**WORK TO BE COMPLETED**
Would you please copy every line from the records that contains the word "schema"?

**PROVIDED DATA**
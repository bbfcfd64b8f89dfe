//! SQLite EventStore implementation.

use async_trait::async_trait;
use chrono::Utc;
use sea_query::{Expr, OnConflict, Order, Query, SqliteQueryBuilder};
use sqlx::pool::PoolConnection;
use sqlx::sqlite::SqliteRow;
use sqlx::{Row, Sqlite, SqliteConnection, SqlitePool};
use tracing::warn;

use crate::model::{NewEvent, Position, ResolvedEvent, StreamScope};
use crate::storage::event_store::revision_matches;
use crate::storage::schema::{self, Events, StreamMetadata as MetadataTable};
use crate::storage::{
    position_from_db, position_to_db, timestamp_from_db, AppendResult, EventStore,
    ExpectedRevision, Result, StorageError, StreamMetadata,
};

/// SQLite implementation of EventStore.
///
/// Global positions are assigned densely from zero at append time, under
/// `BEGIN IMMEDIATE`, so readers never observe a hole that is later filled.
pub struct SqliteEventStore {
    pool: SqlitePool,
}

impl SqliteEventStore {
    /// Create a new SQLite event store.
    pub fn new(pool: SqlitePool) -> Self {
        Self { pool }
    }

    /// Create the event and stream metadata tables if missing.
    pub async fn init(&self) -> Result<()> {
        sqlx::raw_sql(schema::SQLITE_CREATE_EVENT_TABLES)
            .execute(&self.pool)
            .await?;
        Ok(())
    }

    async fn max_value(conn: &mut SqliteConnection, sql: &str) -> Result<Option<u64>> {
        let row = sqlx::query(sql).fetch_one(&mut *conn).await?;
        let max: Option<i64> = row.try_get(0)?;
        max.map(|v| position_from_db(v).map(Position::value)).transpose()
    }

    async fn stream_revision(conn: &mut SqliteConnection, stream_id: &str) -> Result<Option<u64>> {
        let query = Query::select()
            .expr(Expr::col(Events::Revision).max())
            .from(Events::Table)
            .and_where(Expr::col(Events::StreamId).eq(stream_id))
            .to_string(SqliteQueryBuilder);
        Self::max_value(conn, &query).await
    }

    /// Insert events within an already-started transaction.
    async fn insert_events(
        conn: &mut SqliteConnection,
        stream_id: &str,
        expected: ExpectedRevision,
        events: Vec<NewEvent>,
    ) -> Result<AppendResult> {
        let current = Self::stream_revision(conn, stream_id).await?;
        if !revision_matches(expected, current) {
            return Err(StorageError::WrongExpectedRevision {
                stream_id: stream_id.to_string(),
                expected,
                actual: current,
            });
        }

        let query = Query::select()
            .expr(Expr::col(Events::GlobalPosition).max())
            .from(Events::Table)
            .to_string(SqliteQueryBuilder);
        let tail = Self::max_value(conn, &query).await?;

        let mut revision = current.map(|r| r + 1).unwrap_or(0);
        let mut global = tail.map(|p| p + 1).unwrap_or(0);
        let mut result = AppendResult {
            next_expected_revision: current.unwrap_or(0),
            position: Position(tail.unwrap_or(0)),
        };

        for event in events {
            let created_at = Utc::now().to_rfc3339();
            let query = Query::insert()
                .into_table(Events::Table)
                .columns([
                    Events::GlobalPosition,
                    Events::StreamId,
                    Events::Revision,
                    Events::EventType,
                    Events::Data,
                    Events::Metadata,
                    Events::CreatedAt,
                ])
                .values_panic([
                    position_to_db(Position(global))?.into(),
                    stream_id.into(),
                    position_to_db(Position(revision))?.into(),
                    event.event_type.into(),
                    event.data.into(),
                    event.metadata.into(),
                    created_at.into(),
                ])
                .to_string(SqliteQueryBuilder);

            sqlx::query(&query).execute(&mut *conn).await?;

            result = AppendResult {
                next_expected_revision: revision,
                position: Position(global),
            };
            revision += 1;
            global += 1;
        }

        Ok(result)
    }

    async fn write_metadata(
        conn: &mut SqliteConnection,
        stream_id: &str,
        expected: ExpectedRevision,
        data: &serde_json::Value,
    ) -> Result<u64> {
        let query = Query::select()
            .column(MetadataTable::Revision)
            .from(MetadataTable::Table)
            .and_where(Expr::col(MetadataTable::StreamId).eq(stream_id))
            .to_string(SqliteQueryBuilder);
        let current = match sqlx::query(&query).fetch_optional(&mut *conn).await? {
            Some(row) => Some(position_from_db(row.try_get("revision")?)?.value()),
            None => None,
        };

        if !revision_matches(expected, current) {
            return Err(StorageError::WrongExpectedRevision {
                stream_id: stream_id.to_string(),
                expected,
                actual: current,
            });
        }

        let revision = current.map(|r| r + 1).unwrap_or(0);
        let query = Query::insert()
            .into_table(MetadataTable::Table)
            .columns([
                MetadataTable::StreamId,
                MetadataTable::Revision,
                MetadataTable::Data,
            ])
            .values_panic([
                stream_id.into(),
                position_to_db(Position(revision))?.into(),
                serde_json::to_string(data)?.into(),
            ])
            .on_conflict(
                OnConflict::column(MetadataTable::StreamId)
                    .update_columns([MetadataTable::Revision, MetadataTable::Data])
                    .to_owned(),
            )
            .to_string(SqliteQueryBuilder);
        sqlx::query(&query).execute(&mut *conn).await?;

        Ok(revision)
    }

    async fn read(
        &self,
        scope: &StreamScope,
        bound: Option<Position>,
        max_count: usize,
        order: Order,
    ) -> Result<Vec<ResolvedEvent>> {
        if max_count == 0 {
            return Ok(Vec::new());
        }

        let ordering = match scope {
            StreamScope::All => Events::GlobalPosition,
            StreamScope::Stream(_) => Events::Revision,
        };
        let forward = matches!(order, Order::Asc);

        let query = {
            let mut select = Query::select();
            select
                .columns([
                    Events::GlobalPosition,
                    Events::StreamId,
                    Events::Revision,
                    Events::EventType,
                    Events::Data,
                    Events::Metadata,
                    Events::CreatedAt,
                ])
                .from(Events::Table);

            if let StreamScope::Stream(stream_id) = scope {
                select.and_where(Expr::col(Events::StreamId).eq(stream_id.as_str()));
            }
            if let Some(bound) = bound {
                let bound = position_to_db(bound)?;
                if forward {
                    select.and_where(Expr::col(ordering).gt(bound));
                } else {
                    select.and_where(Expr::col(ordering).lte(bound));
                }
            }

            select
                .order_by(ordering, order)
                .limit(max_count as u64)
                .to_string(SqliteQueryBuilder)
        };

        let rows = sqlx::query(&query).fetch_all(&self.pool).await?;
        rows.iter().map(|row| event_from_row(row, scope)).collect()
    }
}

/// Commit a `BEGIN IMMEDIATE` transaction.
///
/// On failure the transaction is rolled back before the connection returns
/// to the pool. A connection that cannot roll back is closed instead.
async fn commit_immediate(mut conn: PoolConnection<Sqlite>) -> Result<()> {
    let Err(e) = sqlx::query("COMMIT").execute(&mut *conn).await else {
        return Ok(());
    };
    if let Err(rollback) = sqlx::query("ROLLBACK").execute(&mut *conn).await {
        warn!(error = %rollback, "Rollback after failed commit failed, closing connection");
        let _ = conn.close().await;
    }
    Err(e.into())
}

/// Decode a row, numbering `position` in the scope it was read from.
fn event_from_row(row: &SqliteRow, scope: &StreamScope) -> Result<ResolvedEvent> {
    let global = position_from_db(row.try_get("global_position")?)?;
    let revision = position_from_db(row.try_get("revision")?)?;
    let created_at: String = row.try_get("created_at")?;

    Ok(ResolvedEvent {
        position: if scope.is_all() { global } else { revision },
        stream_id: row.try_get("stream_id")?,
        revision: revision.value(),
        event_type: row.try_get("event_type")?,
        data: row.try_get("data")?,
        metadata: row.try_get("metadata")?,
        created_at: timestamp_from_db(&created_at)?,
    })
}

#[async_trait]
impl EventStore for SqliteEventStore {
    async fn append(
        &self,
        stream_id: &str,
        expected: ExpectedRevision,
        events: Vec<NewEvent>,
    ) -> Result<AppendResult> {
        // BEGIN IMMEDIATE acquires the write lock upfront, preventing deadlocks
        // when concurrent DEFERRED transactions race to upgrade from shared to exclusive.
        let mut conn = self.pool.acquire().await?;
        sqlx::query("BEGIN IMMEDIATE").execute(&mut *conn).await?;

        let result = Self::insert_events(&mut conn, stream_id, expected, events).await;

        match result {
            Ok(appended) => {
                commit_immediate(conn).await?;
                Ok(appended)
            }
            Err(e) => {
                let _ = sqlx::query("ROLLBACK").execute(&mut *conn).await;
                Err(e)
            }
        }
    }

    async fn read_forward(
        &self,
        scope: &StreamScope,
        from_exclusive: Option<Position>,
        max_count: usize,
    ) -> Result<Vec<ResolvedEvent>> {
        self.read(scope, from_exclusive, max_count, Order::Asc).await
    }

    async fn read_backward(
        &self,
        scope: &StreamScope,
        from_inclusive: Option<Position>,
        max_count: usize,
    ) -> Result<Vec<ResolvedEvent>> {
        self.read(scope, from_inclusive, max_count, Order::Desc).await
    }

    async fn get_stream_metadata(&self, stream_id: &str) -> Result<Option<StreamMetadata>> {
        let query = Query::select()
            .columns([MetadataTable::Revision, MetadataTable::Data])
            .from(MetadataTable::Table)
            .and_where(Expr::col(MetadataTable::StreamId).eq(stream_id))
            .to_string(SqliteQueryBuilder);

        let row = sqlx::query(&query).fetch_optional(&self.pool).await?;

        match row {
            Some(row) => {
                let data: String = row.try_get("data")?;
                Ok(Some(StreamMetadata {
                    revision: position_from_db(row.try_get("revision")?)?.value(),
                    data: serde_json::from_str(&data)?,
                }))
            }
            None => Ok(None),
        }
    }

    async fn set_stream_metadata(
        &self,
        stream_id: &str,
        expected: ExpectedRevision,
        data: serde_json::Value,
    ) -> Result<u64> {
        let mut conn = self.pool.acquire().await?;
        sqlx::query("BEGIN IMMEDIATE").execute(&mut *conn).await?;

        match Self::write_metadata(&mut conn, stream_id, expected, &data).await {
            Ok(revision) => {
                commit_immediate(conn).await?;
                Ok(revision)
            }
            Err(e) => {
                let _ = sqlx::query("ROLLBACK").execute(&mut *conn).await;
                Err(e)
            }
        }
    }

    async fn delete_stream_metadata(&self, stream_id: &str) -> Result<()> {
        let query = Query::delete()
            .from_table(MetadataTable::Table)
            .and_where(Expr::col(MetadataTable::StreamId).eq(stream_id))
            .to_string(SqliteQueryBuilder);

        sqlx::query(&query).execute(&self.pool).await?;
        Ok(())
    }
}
--
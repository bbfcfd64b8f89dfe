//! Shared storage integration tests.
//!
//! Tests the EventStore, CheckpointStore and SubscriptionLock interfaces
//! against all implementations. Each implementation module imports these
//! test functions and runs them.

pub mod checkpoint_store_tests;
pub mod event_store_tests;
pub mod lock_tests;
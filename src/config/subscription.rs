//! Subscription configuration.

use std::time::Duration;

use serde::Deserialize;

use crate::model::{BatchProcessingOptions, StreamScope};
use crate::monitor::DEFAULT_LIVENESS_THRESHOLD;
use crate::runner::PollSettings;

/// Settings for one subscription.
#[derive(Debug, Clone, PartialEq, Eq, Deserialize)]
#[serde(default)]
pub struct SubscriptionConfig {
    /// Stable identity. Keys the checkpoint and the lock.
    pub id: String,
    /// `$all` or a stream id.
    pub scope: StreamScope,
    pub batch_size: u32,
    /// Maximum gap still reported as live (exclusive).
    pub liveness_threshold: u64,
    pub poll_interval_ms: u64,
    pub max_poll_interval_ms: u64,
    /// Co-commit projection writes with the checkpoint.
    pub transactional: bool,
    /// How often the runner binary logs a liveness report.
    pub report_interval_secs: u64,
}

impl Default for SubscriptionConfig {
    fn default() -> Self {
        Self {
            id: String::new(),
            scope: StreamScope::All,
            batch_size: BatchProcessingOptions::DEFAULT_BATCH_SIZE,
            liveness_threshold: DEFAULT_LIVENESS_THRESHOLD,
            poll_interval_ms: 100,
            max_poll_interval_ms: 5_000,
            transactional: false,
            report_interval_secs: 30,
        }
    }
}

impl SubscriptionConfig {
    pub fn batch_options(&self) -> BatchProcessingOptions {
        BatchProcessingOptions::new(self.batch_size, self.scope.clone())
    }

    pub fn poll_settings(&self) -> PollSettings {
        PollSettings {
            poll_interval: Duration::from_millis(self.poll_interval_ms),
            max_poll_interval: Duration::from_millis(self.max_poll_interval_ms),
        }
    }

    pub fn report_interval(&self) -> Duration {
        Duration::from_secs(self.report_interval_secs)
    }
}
--
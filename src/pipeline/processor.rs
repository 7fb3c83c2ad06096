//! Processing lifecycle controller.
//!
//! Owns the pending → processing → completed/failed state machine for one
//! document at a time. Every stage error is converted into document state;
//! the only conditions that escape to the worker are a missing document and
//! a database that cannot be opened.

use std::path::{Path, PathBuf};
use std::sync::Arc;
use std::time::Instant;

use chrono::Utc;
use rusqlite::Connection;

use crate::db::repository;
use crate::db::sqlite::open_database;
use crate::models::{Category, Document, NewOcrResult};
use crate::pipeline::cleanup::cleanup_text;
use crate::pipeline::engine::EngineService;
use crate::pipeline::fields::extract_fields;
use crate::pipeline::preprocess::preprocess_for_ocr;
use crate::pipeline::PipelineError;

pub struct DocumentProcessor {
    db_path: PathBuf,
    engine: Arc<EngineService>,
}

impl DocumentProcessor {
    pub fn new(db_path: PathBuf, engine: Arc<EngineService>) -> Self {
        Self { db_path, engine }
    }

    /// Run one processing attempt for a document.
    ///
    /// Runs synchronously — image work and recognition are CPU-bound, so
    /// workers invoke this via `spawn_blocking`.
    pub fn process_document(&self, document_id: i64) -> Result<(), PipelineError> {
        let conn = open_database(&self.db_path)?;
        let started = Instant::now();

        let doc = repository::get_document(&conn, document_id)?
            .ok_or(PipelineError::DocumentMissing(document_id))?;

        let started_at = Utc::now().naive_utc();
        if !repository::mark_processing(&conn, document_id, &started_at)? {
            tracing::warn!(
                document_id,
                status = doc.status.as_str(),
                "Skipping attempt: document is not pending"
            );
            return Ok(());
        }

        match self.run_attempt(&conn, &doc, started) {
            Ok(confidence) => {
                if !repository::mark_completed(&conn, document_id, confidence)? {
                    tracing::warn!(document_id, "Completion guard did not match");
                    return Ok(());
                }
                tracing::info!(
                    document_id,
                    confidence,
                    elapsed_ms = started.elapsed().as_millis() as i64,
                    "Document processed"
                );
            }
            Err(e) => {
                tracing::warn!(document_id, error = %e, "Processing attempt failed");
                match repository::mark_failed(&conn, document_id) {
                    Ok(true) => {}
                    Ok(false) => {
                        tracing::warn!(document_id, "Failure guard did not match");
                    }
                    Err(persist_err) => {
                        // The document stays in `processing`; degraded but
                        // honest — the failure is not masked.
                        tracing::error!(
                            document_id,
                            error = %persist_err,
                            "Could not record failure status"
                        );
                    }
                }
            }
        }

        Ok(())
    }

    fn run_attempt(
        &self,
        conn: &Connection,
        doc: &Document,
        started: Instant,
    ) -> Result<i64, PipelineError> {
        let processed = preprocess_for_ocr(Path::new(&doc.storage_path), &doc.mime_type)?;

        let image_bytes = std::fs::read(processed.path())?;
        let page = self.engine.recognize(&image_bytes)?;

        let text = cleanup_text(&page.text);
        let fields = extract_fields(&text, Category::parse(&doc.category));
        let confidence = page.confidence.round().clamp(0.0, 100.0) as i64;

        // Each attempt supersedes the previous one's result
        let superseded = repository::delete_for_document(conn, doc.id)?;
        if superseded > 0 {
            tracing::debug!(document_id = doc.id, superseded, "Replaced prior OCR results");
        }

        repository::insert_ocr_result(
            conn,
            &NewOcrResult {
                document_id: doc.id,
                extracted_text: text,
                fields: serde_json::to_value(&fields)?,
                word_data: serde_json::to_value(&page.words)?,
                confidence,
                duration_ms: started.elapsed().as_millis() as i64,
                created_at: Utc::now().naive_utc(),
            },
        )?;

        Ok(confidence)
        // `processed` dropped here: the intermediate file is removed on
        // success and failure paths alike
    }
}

**SOLUTION**
use crate::storage::schema::{self, Events, StreamMetadata as MetadataTable};
        sqlx::raw_sql(schema::SQLITE_CREATE_EVENT_TABLES)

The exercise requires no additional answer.